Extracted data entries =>
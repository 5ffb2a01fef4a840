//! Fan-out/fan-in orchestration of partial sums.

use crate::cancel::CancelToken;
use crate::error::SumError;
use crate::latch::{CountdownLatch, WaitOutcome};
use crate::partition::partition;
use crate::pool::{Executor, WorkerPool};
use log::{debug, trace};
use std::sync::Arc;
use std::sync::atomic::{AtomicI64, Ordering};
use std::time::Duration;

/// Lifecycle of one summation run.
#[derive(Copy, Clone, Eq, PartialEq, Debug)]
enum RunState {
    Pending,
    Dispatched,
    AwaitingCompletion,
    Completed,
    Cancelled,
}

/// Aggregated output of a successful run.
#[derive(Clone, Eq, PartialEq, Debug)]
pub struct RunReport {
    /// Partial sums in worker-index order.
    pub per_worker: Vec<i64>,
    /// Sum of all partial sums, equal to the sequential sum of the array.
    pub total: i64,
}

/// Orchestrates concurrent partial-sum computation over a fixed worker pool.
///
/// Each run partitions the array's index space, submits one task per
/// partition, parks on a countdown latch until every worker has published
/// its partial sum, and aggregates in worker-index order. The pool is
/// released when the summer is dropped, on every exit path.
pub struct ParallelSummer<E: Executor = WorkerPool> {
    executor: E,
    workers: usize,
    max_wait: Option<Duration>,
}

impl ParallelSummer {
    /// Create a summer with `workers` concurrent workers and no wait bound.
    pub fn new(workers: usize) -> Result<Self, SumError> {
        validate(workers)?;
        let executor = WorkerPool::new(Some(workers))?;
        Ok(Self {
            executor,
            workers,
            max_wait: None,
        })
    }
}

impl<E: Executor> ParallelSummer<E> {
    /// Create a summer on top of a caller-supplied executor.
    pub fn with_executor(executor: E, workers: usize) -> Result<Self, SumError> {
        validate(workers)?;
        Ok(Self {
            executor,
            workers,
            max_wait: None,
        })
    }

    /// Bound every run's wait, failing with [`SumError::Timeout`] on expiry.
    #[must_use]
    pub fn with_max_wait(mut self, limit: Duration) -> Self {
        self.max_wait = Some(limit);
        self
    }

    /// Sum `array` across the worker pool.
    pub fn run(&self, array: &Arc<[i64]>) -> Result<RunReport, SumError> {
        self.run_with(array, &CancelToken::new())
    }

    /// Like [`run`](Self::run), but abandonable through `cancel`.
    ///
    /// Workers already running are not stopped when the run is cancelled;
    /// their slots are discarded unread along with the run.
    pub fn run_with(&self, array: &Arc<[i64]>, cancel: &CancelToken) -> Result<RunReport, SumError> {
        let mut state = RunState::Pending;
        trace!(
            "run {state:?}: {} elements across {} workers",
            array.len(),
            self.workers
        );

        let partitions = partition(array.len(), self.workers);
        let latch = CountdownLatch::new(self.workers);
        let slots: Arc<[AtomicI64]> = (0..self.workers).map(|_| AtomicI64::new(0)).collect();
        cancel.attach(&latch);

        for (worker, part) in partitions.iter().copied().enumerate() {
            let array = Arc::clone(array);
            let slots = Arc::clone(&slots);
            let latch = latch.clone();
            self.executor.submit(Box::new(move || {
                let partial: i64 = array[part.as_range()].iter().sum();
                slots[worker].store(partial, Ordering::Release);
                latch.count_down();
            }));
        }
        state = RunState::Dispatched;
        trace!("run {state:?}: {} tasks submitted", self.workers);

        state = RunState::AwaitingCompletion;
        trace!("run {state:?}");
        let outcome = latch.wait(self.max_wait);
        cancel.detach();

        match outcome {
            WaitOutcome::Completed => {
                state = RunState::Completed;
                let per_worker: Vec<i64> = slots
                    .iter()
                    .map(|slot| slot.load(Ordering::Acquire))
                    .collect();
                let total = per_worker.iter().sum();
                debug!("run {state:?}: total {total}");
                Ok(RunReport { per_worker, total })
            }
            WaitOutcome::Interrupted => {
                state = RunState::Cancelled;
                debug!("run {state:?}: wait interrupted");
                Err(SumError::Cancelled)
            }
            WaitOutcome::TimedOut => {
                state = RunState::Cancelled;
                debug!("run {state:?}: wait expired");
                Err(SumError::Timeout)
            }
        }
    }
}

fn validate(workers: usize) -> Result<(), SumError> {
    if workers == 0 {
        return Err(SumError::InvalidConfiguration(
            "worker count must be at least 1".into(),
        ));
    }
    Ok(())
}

What you are asked to do =>
All lines from the beginning of the entries through the line marked "one summation run." are to be output exactly; nothing else belongs in the answer.

Output for this task =>
repository 5ffb2a01fef4a840
//! Fan-out/fan-in orchestration of partial sums.

use crate::cancel::CancelToken;
use crate::error::SumError;
use crate::latch::{CountdownLatch, WaitOutcome};
use crate::partition::partition;
use crate::pool::{Executor, WorkerPool};
use log::{debug, trace};
use std::sync::Arc;
use std::sync::atomic::{AtomicI64, Ordering};
use std::time::Duration;

/// Lifecycle of one summation run.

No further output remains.